Moss - Mission Impossible 3, by Philip Porter
(all quotes and illustrations have been taken from the Stirling Moss Scrapbook 1956 - 60)
Continuing our occasional series highlighting that Stirling was, above all, a racer.
1958 Nürburgring 1000Kms in Aston Martin DBR1 with Jack Brabham
After retiring in the Monaco GP and winning the Dutch GP the two preceding weekends, Stirling was at the uniquely challenging Nürburgring with the Aston Martin team for the 1,000 kilometres (625-mile) sports car race in late May.
Three DBR1 Astons were ranged against four V12 Ferraris and three Jaguar D-types, plus sundry Porsches and a large field which amounted to some 50 cars in total. The lesser classes even included a Peugeot and a Volvo, ‘A menace to themselves as well as others,’ stated Moss at the time!
Mike Hawthorn's Ferrari was faster than Moss's leading Aston in practice but Stirling made his usual lightening Le Mans start and had a 100-yard lead when the cars doubled back past the pits. Apart from the Ferraris being faster, Stirling's additional handicap that day was Jack Brabham. Though only a year away from winning his first World Championship, Brabham was still learning the ropes and was new to the DBR1. He was well off the pace.
Above: The challenging nature of the Nürburgring was ideal for Stirling to show all his natural skill and ability, to say nothing of his extraordinary stamina. Though even he suffered some aftereffects of pushing himself so hard for so long.
Stirling had a 12-second lead after the first lap, which increased to 14 after the second. Hawthorn's Ferrari was second, followed by Tony Brooks in another Aston, 'Taffy' von Trips (Ferrari) and Roy Salvadori (Aston). By the end of the third lap, the Moss lead was 21 seconds but both his team mates were in trouble. Breaking the lap record on each of his first 10 flying laps, Stirling handed over to Brabham with a 60-second lead.
Above: The relevant page from Stirling's diary
‘We managed the change-over very quickly, in six and a quarter seconds, with the car still rolling and both of us more or less in it at the same time.’

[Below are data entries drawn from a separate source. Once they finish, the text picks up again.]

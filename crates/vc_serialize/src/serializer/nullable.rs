use alloc::format;
use alloc::sync::Arc;
use std::sync::OnceLock;

use crate::SerialError;
use crate::descriptor::TypeDescriptor;
use crate::protocol::{Decoder, Encoder};
use crate::serializer::{Serializer, SerializerRef};

/// Serializer of `Option<E>`.
///
/// Writes a presence marker, followed by the inner value when present.
///
/// Merge-decoding an explicit absent value yields `None`. A present value
/// is merged into an existing `Some` through the inner serializer and
/// loaded otherwise.
pub struct NullableSerializer<E> {
    inner: SerializerRef<E>,
    descriptor: OnceLock<Arc<TypeDescriptor>>,
}

impl<E> NullableSerializer<E> {
    /// Creates a nullable serializer around the inner serializer.
    #[inline]
    pub const fn new(inner: SerializerRef<E>) -> Self {
        Self {
            inner,
            descriptor: OnceLock::new(),
        }
    }
}

impl<E> Serializer<Option<E>> for NullableSerializer<E> {
    fn descriptor(&self) -> &Arc<TypeDescriptor> {
        self.descriptor.get_or_init(|| {
            let inner = self.inner.descriptor();
            Arc::new(TypeDescriptor::nullable(
                format!("core::option::Option<{}>", inner.name()),
                inner.clone(),
            ))
        })
    }

    fn save(&self, encoder: &mut dyn Encoder, value: &Option<E>) -> Result<(), SerialError> {
        encoder.encode_presence(value.is_some())?;
        match value {
            Some(inner) => self.inner.save(encoder, inner),
            None => Ok(()),
        }
    }

    fn load(&self, decoder: &mut dyn Decoder) -> Result<Option<E>, SerialError> {
        if decoder.decode_presence()? {
            self.inner.load(decoder).map(Some)
        } else {
            Ok(None)
        }
    }

    fn update(&self, decoder: &mut dyn Decoder, old: Option<E>) -> Result<Option<E>, SerialError> {
        if !decoder.decode_presence()? {
            return Ok(None);
        }
        match old {
            Some(old) => self.inner.update(decoder, old).map(Some),
            None => self.inner.load(decoder).map(Some),
        }
    }
}
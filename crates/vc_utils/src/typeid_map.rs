use core::any::TypeId;
use core::fmt::Debug;
use core::hash::{BuildHasher, Hasher};

use crate::hash::hashbrown::HashMap;
use crate::hash::hashbrown::hash_map::Entry;

// -----------------------------------------------------------------------------
// TypeIdState

/// Keeps the 64 bits `TypeId` feeds in as the final hash.
#[derive(Default)]
struct TypeIdHasher(u64);

impl Hasher for TypeIdHasher {
    #[inline]
    fn finish(&self) -> u64 {
        self.0
    }

    #[inline]
    fn write_u64(&mut self, n: u64) {
        self.0 = n;
    }

    fn write(&mut self, bytes: &[u8]) {
        // Reached only when `TypeId` hashes through a different width.
        for chunk in bytes.chunks(8) {
            let mut word = [0u8; 8];
            word[..chunk.len()].copy_from_slice(chunk);
            self.0 ^= u64::from_ne_bytes(word);
        }
    }
}

#[derive(Debug, Clone, Copy, Default)]
struct TypeIdState;

impl BuildHasher for TypeIdState {
    type Hasher = TypeIdHasher;

    #[inline]
    fn build_hasher(&self) -> TypeIdHasher {
        TypeIdHasher(0)
    }
}

// -----------------------------------------------------------------------------
// TypeIdMap

/// A map keyed by [`TypeId`].
///
/// `TypeId` is already a well distributed hash, so keys are not re-hashed.
///
/// Only the operations a per-type binding table needs are exposed,
/// the underlying container stays private.
///
/// # Examples
///
/// ```
/// use vc_utils::TypeIdMap;
///
/// let mut map = TypeIdMap::new();
/// map.insert_type::<u32>("u32");
///
/// assert_eq!(map.get_type::<u32>(), Some(&"u32"));
/// assert!(map.get_type::<i32>().is_none());
/// ```
pub struct TypeIdMap<V>(HashMap<TypeId, V, TypeIdState>);

impl<V> TypeIdMap<V> {
    /// Creates an empty `TypeIdMap`.
    #[inline]
    pub const fn new() -> Self {
        Self(HashMap::with_hasher(TypeIdState))
    }

    /// Inserts `f()` if the key is vacant.
    ///
    /// Returns `false` and leaves the map unchanged when the key exists,
    /// `f` is not called in that case.
    #[inline]
    pub fn try_insert(&mut self, type_id: TypeId, f: impl FnOnce() -> V) -> bool {
        match self.0.entry(type_id) {
            Entry::Vacant(entry) => {
                entry.insert(f());
                true
            }
            Entry::Occupied(_) => false,
        }
    }

    /// Returns a reference to the value stored for `type_id`.
    pub fn get(&self, type_id: &TypeId) -> Option<&V> {
        self.0.get(type_id)
    }

    /// Returns a reference to the value stored for `T`.
    #[inline(always)]
    pub fn get_type<T: ?Sized + 'static>(&self) -> Option<&V> {
        self.get(&TypeId::of::<T>())
    }

    /// Inserts a value, returning the previous one.
    pub fn insert(&mut self, type_id: TypeId, v: V) -> Option<V> {
        self.0.insert(type_id, v)
    }

    /// Inserts a value for `T`, returning the previous one.
    #[inline(always)]
    pub fn insert_type<T: ?Sized + 'static>(&mut self, v: V) -> Option<V> {
        self.insert(TypeId::of::<T>(), v)
    }

    /// Removes and returns the value stored for `type_id`.
    pub fn remove(&mut self, type_id: &TypeId) -> Option<V> {
        self.0.remove(type_id)
    }

    /// Returns `true` if a value is stored for `type_id`.
    pub fn contains(&self, type_id: &TypeId) -> bool {
        self.0.contains_key(type_id)
    }

    /// Returns `true` if a value is stored for `T`.
    #[inline(always)]
    pub fn contains_type<T: ?Sized + 'static>(&self) -> bool {
        self.contains(&TypeId::of::<T>())
    }

    /// Returns the number of entries.
    #[inline]
    pub fn len(&self) -> usize {
        self.0.len()
    }

    /// Returns `true` if the map is empty.
    #[inline]
    pub fn is_empty(&self) -> bool {
        self.0.is_empty()
    }

    /// Removes all entries, keeping the allocated memory.
    #[inline]
    pub fn clear(&mut self) {
        self.0.clear();
    }

    /// Visits all entries in arbitrary order.
    #[inline]
    pub fn iter(&self) -> impl ExactSizeIterator<Item = (&TypeId, &V)> {
        self.0.iter()
    }
}

// -----------------------------------------------------------------------------
// Traits

impl<T> Default for TypeIdMap<T> {
    #[inline]
    fn default() -> Self {
        Self::new()
    }
}

impl<T: Clone> Clone for TypeIdMap<T> {
    fn clone(&self) -> Self {
        Self(self.0.clone())
    }
}

impl<T: Debug> Debug for TypeIdMap<T> {
    fn fmt(&self, f: &mut core::fmt::Formatter<'_>) -> core::fmt::Result {
        Debug::fmt(&self.0, f)
    }
}

// -----------------------------------------------------------------------------
// Tests
use alloc::string::String;
use alloc::vec::Vec;
use core::fmt::{self, Formatter};

use serde_core::de::{Error, MapAccess, SeqAccess, Visitor};
use serde_core::ser::{SerializeMap, SerializeSeq};
use serde_core::{Deserialize, Deserializer, Serialize, Serializer};

/// An in-memory value tree.
///
/// Map entries keep their insertion order. Serde formats see the tree as
/// its natural data model: `Null` is a none, `Map` is a map with string keys.
///
/// # Examples
///
/// ```
/// use vc_tree::Value;
///
/// let point = Value::Map(vec![
///     ("x".into(), Value::Int(1)),
///     ("y".into(), Value::Int(-2)),
/// ]);
/// assert_eq!(point.get("y"), Some(&Value::Int(-2)));
/// assert_eq!(point.kind_name(), "map");
/// assert_eq!(serde_json::to_string(&point).unwrap(), r#"{"x":1,"y":-2}"#);
/// ```
#[derive(Debug, Clone, PartialEq)]
pub enum Value {
    Null,
    Bool(bool),
    Int(i64),
    UInt(u64),
    Float(f64),
    Char(char),
    Str(String),
    Bytes(Vec<u8>),
    Seq(Vec<Value>),
    Map(Vec<(String, Value)>),
}

impl Value {
    /// A short name of the variant, used in error messages.
    pub const fn kind_name(&self) -> &'static str {
        match self {
            Self::Null => "null",
            Self::Bool(_) => "bool",
            Self::Int(_) => "int",
            Self::UInt(_) => "uint",
            Self::Float(_) => "float",
            Self::Char(_) => "char",
            Self::Str(_) => "str",
            Self::Bytes(_) => "bytes",
            Self::Seq(_) => "seq",
            Self::Map(_) => "map",
        }
    }

    /// Returns `true` for [`Value::Null`].
    #[inline]
    pub const fn is_null(&self) -> bool {
        matches!(self, Self::Null)
    }

    /// Returns the first entry under `key` of a map.
    pub fn get(&self, key: &str) -> Option<&Value> {
        match self {
            Self::Map(entries) => entries.iter().find(|(k, _)| k == key).map(|(_, v)| v),
            _ => None,
        }
    }

    /// Returns the items of a sequence.
    pub fn as_seq(&self) -> Option<&[Value]> {
        match self {
            Self::Seq(items) => Some(items),
            _ => None,
        }
    }

    /// Returns the string of a `Str`.
    pub fn as_str(&self) -> Option<&str> {
        match self {
            Self::Str(s) => Some(s),
            _ => None,
        }
    }
}

impl From<bool> for Value {
    fn from(value: bool) -> Self {
        Self::Bool(value)
    }
}

impl From<i64> for Value {
    fn from(value: i64) -> Self {
        Self::Int(value)
    }
}

impl From<u64> for Value {
    fn from(value: u64) -> Self {
        Self::UInt(value)
    }
}

impl From<f64> for Value {
    fn from(value: f64) -> Self {
        Self::Float(value)
    }
}

impl From<&str> for Value {
    fn from(value: &str) -> Self {
        Self::Str(value.into())
    }
}

impl From<String> for Value {
    fn from(value: String) -> Self {
        Self::Str(value)
    }
}

// -----------------------------------------------------------------------------
// Serialize

impl Serialize for Value {
    fn serialize<S: Serializer>(&self, serializer: S) -> Result<S::Ok, S::Error> {
        match self {
            Self::Null => serializer.serialize_none(),
            Self::Bool(v) => serializer.serialize_bool(*v),
            Self::Int(v) => serializer.serialize_i64(*v),
            Self::UInt(v) => serializer.serialize_u64(*v),
            Self::Float(v) => serializer.serialize_f64(*v),
            Self::Char(v) => serializer.serialize_char(*v),
            Self::Str(v) => serializer.serialize_str(v),
            Self::Bytes(v) => serializer.serialize_bytes(v),
            Self::Seq(items) => {
                let mut state = serializer.serialize_seq(Some(items.len()))?;
                for item in items {
                    state.serialize_element(item)?;
                }
                state.end()
            }
            Self::Map(entries) => {
                let mut state = serializer.serialize_map(Some(entries.len()))?;
                for (key, value) in entries {
                    state.serialize_entry(key, value)?;
                }
                state.end()
            }
        }
    }
}

// -----------------------------------------------------------------------------
// Deserialize

impl<'de> Deserialize<'de> for Value {
    fn deserialize<D: Deserializer<'de>>(deserializer: D) -> Result<Self, D::Error> {
        deserializer.deserialize_any(ValueVisitor)
    }
}

struct ValueVisitor;

impl<'de> Visitor<'de> for ValueVisitor {
    type Value = Value;

    fn expecting(&self, formatter: &mut Formatter) -> fmt::Result {
        formatter.write_str("any value")
    }

    fn visit_bool<E: Error>(self, v: bool) -> Result<Value, E> {
        Ok(Value::Bool(v))
    }

    fn visit_i64<E: Error>(self, v: i64) -> Result<Value, E> {
        Ok(Value::Int(v))
    }

    fn visit_u64<E: Error>(self, v: u64) -> Result<Value, E> {
        Ok(Value::UInt(v))
    }

    fn visit_f64<E: Error>(self, v: f64) -> Result<Value, E> {
        Ok(Value::Float(v))
    }

    fn visit_char<E: Error>(self, v: char) -> Result<Value, E> {
        Ok(Value::Char(v))
    }

    fn visit_str<E: Error>(self, v: &str) -> Result<Value, E> {
        Ok(Value::Str(v.into()))
    }

    fn visit_string<E: Error>(self, v: String) -> Result<Value, E> {
        Ok(Value::Str(v))
    }

    fn visit_bytes<E: Error>(self, v: &[u8]) -> Result<Value, E> {
        Ok(Value::Bytes(v.into()))
    }

    fn visit_byte_buf<E: Error>(self, v: Vec<u8>) -> Result<Value, E> {
        Ok(Value::Bytes(v))
    }

    fn visit_none<E: Error>(self) -> Result<Value, E> {
        Ok(Value::Null)
    }

    fn visit_unit<E: Error>(self) -> Result<Value, E> {
        Ok(Value::Null)
    }

    fn visit_some<D: Deserializer<'de>>(self, deserializer: D) -> Result<Value, D::Error> {
        Value::deserialize(deserializer)
    }

    fn visit_seq<A: SeqAccess<'de>>(self, mut seq: A) -> Result<Value, A::Error> {
        let mut items = Vec::with_capacity(seq.size_hint().unwrap_or(0).min(4096));
        while let Some(item) = seq.next_element()? {
            items.push(item);
        }
        Ok(Value::Seq(items))
    }

    fn visit_map<A: MapAccess<'de>>(self, mut map: A) -> Result<Value, A::Error> {
        let mut entries = Vec::with_capacity(map.size_hint().unwrap_or(0).min(4096));
        while let Some((key, value)) = map.next_entry::<String, Value>()? {
            entries.push((key, value));
        }
        Ok(Value::Map(entries))
    }
}

// -----------------------------------------------------------------------------
// Tests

Jack Brabham, being unfamiliar with the car, lost the lead within a lap and after three was back in third place. After just three laps, to give Moss a breather, Brabham was brought in and Stirling sent off to chase and hunt down the big Ferraris. He soon caught von Trips and then overhauled Hawthorn. By lap 22, the halfway stage, Stirling led by over two minutes. From lap 25 Brabham did another five circuits and, when he pitted, the leading Hawthorn/Collins Ferrari, which had closed right up, stopped at the same time.
Above: In spite of the strain of driving flat out for over 500 miles, Stirling looks his usual calm and relaxed self at the wheel. During his career, he put in so many great drives, often defying the odds such as here at the 'Ring, that it is difficult to single out particular races but this must have been one of his very best displays of skill and tenacious fighting spirit.

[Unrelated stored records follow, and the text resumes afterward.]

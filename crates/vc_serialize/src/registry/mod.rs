//! Hierarchical runtime mapping from types to serializers.
//!
//! ## Menu
//!
//! - [`SerialRegistry`]: the bindings of one context, plus an optional parent.
//!     - Lookup checks the own bindings first, then walks the parent chain.
//!       A child binding shadows the parent's binding of the same type.
//!     - Every binding also has a serial name, used by the polymorphic
//!       serializer to identify concrete types on the wire.
//! - [`RegistryId`]: creation order of registries. A parent must be older
//!   than its child, which keeps every chain acyclic.
//! - [`SerialRegistryArc`]: a shared registry behind a lock, for callers
//!   that register after the registry was handed out.
//!
//! ## auto_register
//!
//! See [`SerialRegistry::auto_register`] and the [`auto_register!`] macro.
//!
//! We use the [`inventory`] crate to implement static registration. Not all
//! platforms support it (although major platforms do). If it is not
//! supported, `auto_register` returns `false` without causing any errors.
//!
//! [`auto_register!`]: crate::auto_register
//! [`inventory`]: https://docs.rs/inventory

// -----------------------------------------------------------------------------
// Modules

mod binding;
mod registry_arc;
mod serial_registry;

// -----------------------------------------------------------------------------
// Exports

pub(crate) use binding::Binding;

pub use registry_arc::SerialRegistryArc;
pub use serial_registry::{RegistryId, SerialRegistry};
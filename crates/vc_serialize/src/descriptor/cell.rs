use alloc::sync::Arc;
use std::sync::OnceLock;

use crate::descriptor::TypeDescriptor;

/// Container for static storage of a non-generic descriptor.
///
/// Internally an [`OnceLock`], the descriptor is built by the first
/// caller and shared by all later ones.
///
/// # Examples
///
/// ```
/// use std::sync::Arc;
/// use vc_serialize::descriptor::{DescriptorCell, PrimitiveKind, TypeDescriptor, TypeKind};
///
/// fn point_descriptor() -> &'static Arc<TypeDescriptor> {
///     static CELL: DescriptorCell = DescriptorCell::new();
///     CELL.get_or_init(|| {
///         let int = Arc::new(TypeDescriptor::primitive("i32", PrimitiveKind::I32));
///         TypeDescriptor::builder("demo::Point", TypeKind::Class)
///             .element("x", int.clone())
///             .element("y", int)
///             .build_arc()
///     })
/// }
///
/// assert!(Arc::ptr_eq(point_descriptor(), point_descriptor()));
/// ```
pub struct DescriptorCell(OnceLock<Arc<TypeDescriptor>>);

impl DescriptorCell {
    /// Creates an empty cell.
    #[inline]
    pub const fn new() -> Self {
        Self(OnceLock::new())
    }

    /// Returns the stored descriptor, building it with `f` on first access.
    #[inline]
    pub fn get_or_init(&self, f: impl FnOnce() -> Arc<TypeDescriptor>) -> &Arc<TypeDescriptor> {
        self.0.get_or_init(f)
    }

    /// Returns the stored descriptor if it was already built.
    #[inline]
    pub fn get(&self) -> Option<&Arc<TypeDescriptor>> {
        self.0.get()
    }
}

impl Default for DescriptorCell {
    #[inline]
    fn default() -> Self {
        Self::new()
    }
}
use alloc::string::{String, ToString};
use alloc::sync::Arc;
use alloc::vec::{self, Vec};

use vc_serialize::SerialError;
use vc_serialize::descriptor::{PrimitiveKind, TypeDescriptor, TypeKind};
use vc_serialize::protocol::{Decoder, PrimitiveValue, descriptor_trace};
use vc_serialize::registry::SerialRegistry;
use vc_serialize::serializer::PolymorphicSerializer;

use crate::{Layout, TreeConfig, TreeError, Value};

/// An open scope, holding the values not read yet.
enum Frame {
    /// A keyed class, entries are visited in tree order.
    Keyed {
        entries: vec::IntoIter<(String, Value)>,
        seen: Vec<bool>,
        pending: Option<(usize, Value)>,
    },
    /// A list or positional class, items are read in index order.
    Items {
        items: vec::IntoIter<Value>,
        next: usize,
        len: usize,
    },
    /// A map stored as `[key, value]` pairs.
    Entries {
        pairs: vec::IntoIter<Value>,
        value: Option<Value>,
        next: usize,
        len: usize,
    },
}

/// [`Decoder`] reading a [`Value`] tree.
///
/// The value the next read consumes is kept in `current`.
/// `decode_element` moves the next child of the innermost scope there.
pub(crate) struct TreeDecoder<'a> {
    registry: &'a Arc<SerialRegistry>,
    config: &'a TreeConfig,
    stack: Vec<Frame>,
    current: Option<Value>,
}

fn malformed(error: TreeError) -> SerialError {
    log::debug!("malformed tree: {error}\n{}", descriptor_trace());
    SerialError::from(error)
}

fn mismatch(descriptor: &TypeDescriptor, expected: &'static str, found: &Value) -> SerialError {
    malformed(TreeError::KindMismatch {
        type_name: descriptor.name().to_string(),
        expected,
        found: found.kind_name(),
    })
}

impl<'a> TreeDecoder<'a> {
    pub fn new(registry: &'a Arc<SerialRegistry>, config: &'a TreeConfig, root: Value) -> Self {
        Self {
            registry,
            config,
            stack: Vec::new(),
            current: Some(root),
        }
    }

    /// Fails if the root value was not consumed.
    pub fn finish(self, descriptor: &TypeDescriptor) -> Result<(), SerialError> {
        match self.current {
            None => Ok(()),
            Some(_) => Err(malformed(TreeError::TrailingElements {
                type_name: descriptor.name().to_string(),
                count: 1,
            })),
        }
    }

    fn take(&mut self, descriptor: &TypeDescriptor) -> Result<Value, SerialError> {
        self.current.take().ok_or_else(|| {
            malformed(TreeError::UnexpectedEnd {
                type_name: descriptor.name().to_string(),
            })
        })
    }

    fn key_index(&self, descriptor: &TypeDescriptor, key: &str) -> Option<usize> {
        if PolymorphicSerializer::is_polymorphic(descriptor) {
            return if key == self.config.type_key {
                Some(PolymorphicSerializer::TYPE_INDEX)
            } else {
                descriptor
                    .element_index(key)
                    .filter(|&index| index != PolymorphicSerializer::TYPE_INDEX)
            };
        }
        descriptor.element_index(key)
    }

    fn variant_index(&self, descriptor: &TypeDescriptor, value: Value) -> Result<usize, SerialError> {
        let index = match value {
            Value::Str(name) => descriptor.element_index(&name).ok_or_else(|| {
                malformed(TreeError::UnknownVariant {
                    type_name: descriptor.name().to_string(),
                    variant: name,
                })
            })?,
            Value::UInt(index) => usize::try_from(index).unwrap_or(usize::MAX),
            Value::Int(index) => usize::try_from(index).unwrap_or(usize::MAX),
            other => return Err(mismatch(descriptor, "variant", &other)),
        };
        if index >= descriptor.element_len() {
            return Err(malformed(TreeError::UnknownVariant {
                type_name: descriptor.name().to_string(),
                variant: index.to_string(),
            }));
        }
        Ok(index)
    }
}

// -----------------------------------------------------------------------------
// Primitive conversion

fn out_of_range(value: impl ToString, kind: PrimitiveKind) -> SerialError {
    malformed(TreeError::OutOfRange {
        value: value.to_string(),
        kind,
    })
}

fn kind_mismatch(kind: PrimitiveKind, found: &Value) -> SerialError {
    malformed(TreeError::KindMismatch {
        type_name: kind.to_string(),
        expected: kind.name(),
        found: found.kind_name(),
    })
}

macro_rules! integer {
    ($value:expr, $kind:expr, $ty:ty, $variant:ident) => {
        match $value {
            Value::Int(v) => <$ty>::try_from(v)
                .map(PrimitiveValue::$variant)
                .map_err(|_| out_of_range(v, $kind)),
            Value::UInt(v) => <$ty>::try_from(v)
                .map(PrimitiveValue::$variant)
                .map_err(|_| out_of_range(v, $kind)),
            other => Err(kind_mismatch($kind, &other)),
        }
    };
}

Moss once again showed his supreme skill and brushed off the Ferrari threat. By pushing himself and the car hard, he had built a lead of over four minutes by lap 33. The flag fell on the Aston after seven hours 23 minutes 33 seconds of motoring at an average of 84.26mph, with the four works Ferraris in the next four places.

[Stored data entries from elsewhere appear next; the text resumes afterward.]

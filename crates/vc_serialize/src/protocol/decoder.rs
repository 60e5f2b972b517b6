use alloc::sync::Arc;

use crate::SerialError;
use crate::descriptor::{PrimitiveKind, TypeDescriptor};
use crate::protocol::{PrimitiveType, PrimitiveValue, trace};
use crate::registry::SerialRegistry;
use crate::serializer::{PrimitiveSerializer, Serializer};

// -----------------------------------------------------------------------------
// Decoder

/// The reading half of the protocol, implemented by format adapters.
///
/// Inside a structure scope a decoder either yields element indices in wire
/// order through [`decode_element_index`](Decoder::decode_element_index), or
/// reports [`decode_sequentially`](Decoder::decode_sequentially) and expects
/// the elements to be read in index order without asking.
/// Before an element value is read, [`decode_element`](Decoder::decode_element)
/// positions the decoder on it.
pub trait Decoder {
    /// The registry serializers may consult at runtime.
    fn registry(&self) -> &Arc<SerialRegistry>;

    /// Reads a primitive of the requested kind.
    fn decode_primitive(&mut self, kind: PrimitiveKind) -> Result<PrimitiveValue, SerialError>;

    /// Reads the nullable marker, `false` means the value is absent.
    fn decode_presence(&mut self) -> Result<bool, SerialError>;

    /// Reads the variant index of a unit enum.
    fn decode_enum(&mut self, descriptor: &TypeDescriptor) -> Result<usize, SerialError>;

    /// Opens the scope of a structure, list or map.
    fn begin_structure(&mut self, descriptor: &TypeDescriptor) -> Result<(), SerialError>;

    /// Returns the index of the next element on the wire, `None` once the
    /// scope is exhausted.
    fn decode_element_index(
        &mut self,
        descriptor: &TypeDescriptor,
    ) -> Result<Option<usize>, SerialError>;

    /// Positions the decoder on the element at `index`.
    fn decode_element(&mut self, descriptor: &TypeDescriptor, index: usize)
    -> Result<(), SerialError>;

    /// Returns the number of items or entries of the open collection, if
    /// the format knows it up front.
    #[inline]
    fn decode_collection_size(
        &mut self,
        descriptor: &TypeDescriptor,
    ) -> Result<Option<usize>, SerialError> {
        let _ = descriptor;
        Ok(None)
    }

    /// Returns `true` if elements are stored in index order and may be
    /// read without [`decode_element_index`](Decoder::decode_element_index).
    #[inline]
    fn decode_sequentially(&self) -> bool {
        false
    }

    /// Closes the innermost scope.
    fn end_structure(&mut self, descriptor: &TypeDescriptor) -> Result<(), SerialError>;
}

/// Reads a primitive of type `P`.
pub(crate) fn decode_primitive_as<P: PrimitiveType>(
    decoder: &mut dyn Decoder,
) -> Result<P, SerialError> {
    let value = decoder.decode_primitive(P::KIND)?;
    P::from_primitive(value).map_err(|found| SerialError::PrimitiveMismatch {
        expected: P::KIND,
        found: found.kind(),
    })
}

// -----------------------------------------------------------------------------
// StructureDecoder

/// Handle over an open structure scope, see [`decode_structure`].
pub struct StructureDecoder<'a> {
    decoder: &'a mut dyn Decoder,
    descriptor: &'a TypeDescriptor,
}

impl StructureDecoder<'_> {
    /// The descriptor of the structure being read.
    #[inline]
    pub fn descriptor(&self) -> &TypeDescriptor {
        self.descriptor
    }

    /// The registry of the underlying decoder.
    #[inline]
    pub fn registry(&self) -> &Arc<SerialRegistry> {
        self.decoder.registry()
    }

    /// See [`Decoder::decode_sequentially`].
    #[inline]
    pub fn sequential(&self) -> bool {
        self.decoder.decode_sequentially()
    }

    /// See [`Decoder::decode_collection_size`].
    #[inline]
    pub fn collection_size(&mut self) -> Result<Option<usize>, SerialError> {
        self.decoder.decode_collection_size(self.descriptor)
    }

    /// Returns the index of the next element on the wire.
    ///
    /// For classes and enums the index is checked against the descriptor.
    pub fn next_index(&mut self) -> Result<Option<usize>, SerialError> {
        let index = self.decoder.decode_element_index(self.descriptor)?;
        if let Some(index) = index
            && !self.descriptor.kind().is_collection()
            && index >= self.descriptor.element_len()
        {
            return Err(self.unknown_element(index));
        }
        Ok(index)
    }

    /// Visits every element of a class in the order the decoder provides.
    ///
    /// Sequential decoders visit `0..element_len()`, the others visit the
    /// indices yielded by [`next_index`](Self::next_index).
    pub fn for_each_index(
        &mut self,
        mut f: impl FnMut(&mut Self, usize) -> Result<(), SerialError>,
    ) -> Result<(), SerialError> {
        if self.sequential() {
            for index in 0..self.descriptor.element_len() {
                f(self, index)?;
            }
        } else {
            while let Some(index) = self.next_index()? {
                f(self, index)?;
            }
        }
        Ok(())
    }

    /// Reads the element at `index` with the given serializer.
    pub fn read_element<E>(
        &mut self,
        index: usize,
        serializer: &dyn Serializer<E>,
    ) -> Result<E, SerialError> {
        self.decoder.decode_element(self.descriptor, index)?;
        serializer.load(self.decoder)
    }

    /// Reads the element at `index` into an existing value.
    pub fn update_element<E>(
        &mut self,
        index: usize,
        serializer: &dyn Serializer<E>,
        old: E,
    ) -> Result<E, SerialError> {
        self.decoder.decode_element(self.descriptor, index)?;
        serializer.update(self.decoder, old)
    }

    /// Reads a primitive element.
    #[inline]
    pub fn read_primitive<P: PrimitiveType>(&mut self, index: usize) -> Result<P, SerialError> {
        self.read_element(index, &PrimitiveSerializer::<P>::new())
    }

    /// Reads the element at `index` by handing the raw decoder to `f`.
    pub fn read_with<R>(
        &mut self,
        index: usize,
        f: impl FnOnce(&mut dyn Decoder) -> Result<R, SerialError>,
    ) -> Result<R, SerialError> {
        self.decoder.decode_element(self.descriptor, index)?;
        f(&mut *self.decoder)
    }

    /// Creates the error for a required element that never appeared.
    #[inline]
    pub fn missing_element(&self, index: usize) -> SerialError {
        SerialError::missing_element(self.descriptor, index)
    }

    /// Creates the error for an index the structure does not know.
    #[inline]
    pub fn unknown_element(&self, index: usize) -> SerialError {
        SerialError::unknown_element(self.descriptor, index)
    }
}

// -----------------------------------------------------------------------------
// Scoped helpers

/// Reads a structure: opens the scope, runs `f`, then always closes it.
///
/// If both `f` and `end_structure` fail, the error of `f` is returned.
/// See [`encode_structure`](crate::protocol::encode_structure) for an example.
pub fn decode_structure<R>(
    decoder: &mut dyn Decoder,
    descriptor: &TypeDescriptor,
    f: impl FnOnce(&mut StructureDecoder<'_>) -> Result<R, SerialError>,
) -> Result<R, SerialError> {
    trace::push(descriptor.name());
    let result = match decoder.begin_structure(descriptor) {
        Ok(()) => {
            let body = f(&mut StructureDecoder {
                decoder: &mut *decoder,
                descriptor,
            });
            let end = decoder.end_structure(descriptor);
            match (body, end) {
                (Ok(value), Ok(())) => Ok(value),
                (Err(e), _) | (Ok(_), Err(e)) => Err(e),
            }
        }
        Err(e) => Err(e),
    };
    trace::pop();
    result
}

// -----------------------------------------------------------------------------
// Tests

Above: The victors, Stirling and Jack Brabham, share their joy with Aston Martin owner, David Brown.
‘It was a fine victory for Aston Martin and I had enjoyed every minute of it. When it was over, I was quite ill and felt completely beaten up; I had done too much driving - 36 laps [over 500 miles] of the 44. It took me just on a week to get over it, which was even longer than it took me to get over the Mille Miglia. My pulse rate when I got to bed that evening at the Sporthotel was 130, but I learned a lesson from it: I would not do quite so much another time.’